- **Goal of the exercise**: Look through the records, and wherever the string "user" turns up, copy out that line.

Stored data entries
------------------------------------

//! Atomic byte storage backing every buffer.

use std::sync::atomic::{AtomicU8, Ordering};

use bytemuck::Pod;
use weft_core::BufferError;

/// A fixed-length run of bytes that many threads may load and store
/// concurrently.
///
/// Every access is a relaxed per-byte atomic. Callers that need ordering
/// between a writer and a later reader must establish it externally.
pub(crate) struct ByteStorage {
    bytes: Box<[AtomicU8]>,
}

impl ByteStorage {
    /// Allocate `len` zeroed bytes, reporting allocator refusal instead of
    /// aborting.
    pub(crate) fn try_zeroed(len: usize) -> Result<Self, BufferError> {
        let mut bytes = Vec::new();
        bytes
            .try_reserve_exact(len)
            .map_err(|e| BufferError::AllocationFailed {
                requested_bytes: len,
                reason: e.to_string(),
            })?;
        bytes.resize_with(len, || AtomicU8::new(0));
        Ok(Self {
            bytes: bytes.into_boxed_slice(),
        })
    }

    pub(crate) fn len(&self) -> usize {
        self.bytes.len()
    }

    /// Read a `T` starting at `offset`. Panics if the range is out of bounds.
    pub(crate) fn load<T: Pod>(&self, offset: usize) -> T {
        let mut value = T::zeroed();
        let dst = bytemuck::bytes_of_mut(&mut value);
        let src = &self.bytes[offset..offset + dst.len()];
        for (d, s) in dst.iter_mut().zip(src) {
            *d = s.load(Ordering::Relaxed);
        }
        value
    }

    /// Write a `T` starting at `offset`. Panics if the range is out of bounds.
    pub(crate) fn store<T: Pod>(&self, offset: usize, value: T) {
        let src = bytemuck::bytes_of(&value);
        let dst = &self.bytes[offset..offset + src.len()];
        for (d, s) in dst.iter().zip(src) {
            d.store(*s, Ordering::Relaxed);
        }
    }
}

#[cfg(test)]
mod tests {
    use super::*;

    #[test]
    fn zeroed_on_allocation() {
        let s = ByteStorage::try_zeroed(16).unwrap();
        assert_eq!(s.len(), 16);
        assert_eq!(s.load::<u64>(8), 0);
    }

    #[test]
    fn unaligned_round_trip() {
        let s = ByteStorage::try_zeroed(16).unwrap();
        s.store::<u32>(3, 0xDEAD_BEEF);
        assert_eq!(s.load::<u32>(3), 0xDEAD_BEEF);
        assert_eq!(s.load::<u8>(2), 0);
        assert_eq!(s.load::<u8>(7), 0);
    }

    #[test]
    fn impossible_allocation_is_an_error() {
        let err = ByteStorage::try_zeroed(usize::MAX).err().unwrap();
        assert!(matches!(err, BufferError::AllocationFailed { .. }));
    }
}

------------------------------------

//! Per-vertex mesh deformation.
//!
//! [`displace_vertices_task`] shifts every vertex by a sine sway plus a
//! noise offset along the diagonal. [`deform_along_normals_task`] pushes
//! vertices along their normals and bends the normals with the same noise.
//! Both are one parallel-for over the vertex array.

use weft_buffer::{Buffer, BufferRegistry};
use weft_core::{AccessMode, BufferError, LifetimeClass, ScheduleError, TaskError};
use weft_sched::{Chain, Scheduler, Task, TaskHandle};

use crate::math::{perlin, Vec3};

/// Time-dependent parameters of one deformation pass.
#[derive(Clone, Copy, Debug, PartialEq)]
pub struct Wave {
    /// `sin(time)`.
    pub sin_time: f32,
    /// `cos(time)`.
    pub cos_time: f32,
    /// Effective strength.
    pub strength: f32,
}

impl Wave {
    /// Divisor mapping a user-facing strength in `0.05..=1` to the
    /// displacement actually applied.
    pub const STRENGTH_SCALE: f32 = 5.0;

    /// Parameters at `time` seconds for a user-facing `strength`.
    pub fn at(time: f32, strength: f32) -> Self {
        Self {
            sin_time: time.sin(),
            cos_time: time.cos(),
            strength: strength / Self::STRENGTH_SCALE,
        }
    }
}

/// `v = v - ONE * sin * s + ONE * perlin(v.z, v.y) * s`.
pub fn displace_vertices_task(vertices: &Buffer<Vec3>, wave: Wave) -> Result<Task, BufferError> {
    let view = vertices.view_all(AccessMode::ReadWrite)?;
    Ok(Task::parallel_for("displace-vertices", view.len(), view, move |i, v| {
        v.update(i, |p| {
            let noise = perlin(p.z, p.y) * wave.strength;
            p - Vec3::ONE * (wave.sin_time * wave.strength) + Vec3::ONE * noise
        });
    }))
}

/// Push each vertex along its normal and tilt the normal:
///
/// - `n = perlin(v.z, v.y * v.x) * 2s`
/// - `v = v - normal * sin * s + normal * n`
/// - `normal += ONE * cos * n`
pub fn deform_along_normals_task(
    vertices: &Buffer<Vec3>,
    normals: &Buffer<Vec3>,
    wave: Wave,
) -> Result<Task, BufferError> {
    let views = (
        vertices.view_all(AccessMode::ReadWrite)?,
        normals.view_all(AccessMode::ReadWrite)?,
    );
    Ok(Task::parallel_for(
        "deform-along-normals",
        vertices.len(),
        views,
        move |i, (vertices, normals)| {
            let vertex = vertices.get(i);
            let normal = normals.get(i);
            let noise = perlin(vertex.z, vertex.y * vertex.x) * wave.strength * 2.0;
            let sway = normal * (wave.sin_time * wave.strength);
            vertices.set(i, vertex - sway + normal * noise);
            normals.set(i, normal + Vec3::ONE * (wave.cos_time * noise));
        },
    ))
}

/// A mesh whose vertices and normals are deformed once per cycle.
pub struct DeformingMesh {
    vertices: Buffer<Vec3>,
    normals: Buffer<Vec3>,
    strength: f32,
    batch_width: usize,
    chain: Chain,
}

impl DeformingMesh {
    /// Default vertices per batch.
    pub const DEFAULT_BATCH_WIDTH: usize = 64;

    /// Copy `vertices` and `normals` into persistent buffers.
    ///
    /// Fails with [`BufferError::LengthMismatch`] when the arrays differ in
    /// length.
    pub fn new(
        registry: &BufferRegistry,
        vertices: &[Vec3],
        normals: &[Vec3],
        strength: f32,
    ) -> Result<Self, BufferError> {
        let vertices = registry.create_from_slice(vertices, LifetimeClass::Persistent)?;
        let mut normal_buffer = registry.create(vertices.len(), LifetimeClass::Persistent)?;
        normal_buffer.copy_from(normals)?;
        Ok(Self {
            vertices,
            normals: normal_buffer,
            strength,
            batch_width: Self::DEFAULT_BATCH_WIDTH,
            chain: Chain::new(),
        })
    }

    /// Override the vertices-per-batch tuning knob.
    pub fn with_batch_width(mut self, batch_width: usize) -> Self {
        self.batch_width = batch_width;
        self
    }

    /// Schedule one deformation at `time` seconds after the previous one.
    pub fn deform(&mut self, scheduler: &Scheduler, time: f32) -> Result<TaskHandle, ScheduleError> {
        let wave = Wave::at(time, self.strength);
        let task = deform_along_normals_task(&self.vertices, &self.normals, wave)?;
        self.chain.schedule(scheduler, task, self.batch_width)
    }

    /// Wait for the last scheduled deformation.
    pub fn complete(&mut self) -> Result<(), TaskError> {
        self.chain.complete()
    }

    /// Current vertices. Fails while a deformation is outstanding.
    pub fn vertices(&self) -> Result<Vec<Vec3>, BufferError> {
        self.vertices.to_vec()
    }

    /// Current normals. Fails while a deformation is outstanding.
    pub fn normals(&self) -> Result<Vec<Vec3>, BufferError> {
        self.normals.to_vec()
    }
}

------------------------------------

- **Response to this exercise**:
    /// Divisor mapping a user-facing strength in `0.05..=1` to the
    /// Parameters at `time` seconds for a user-facing `strength`.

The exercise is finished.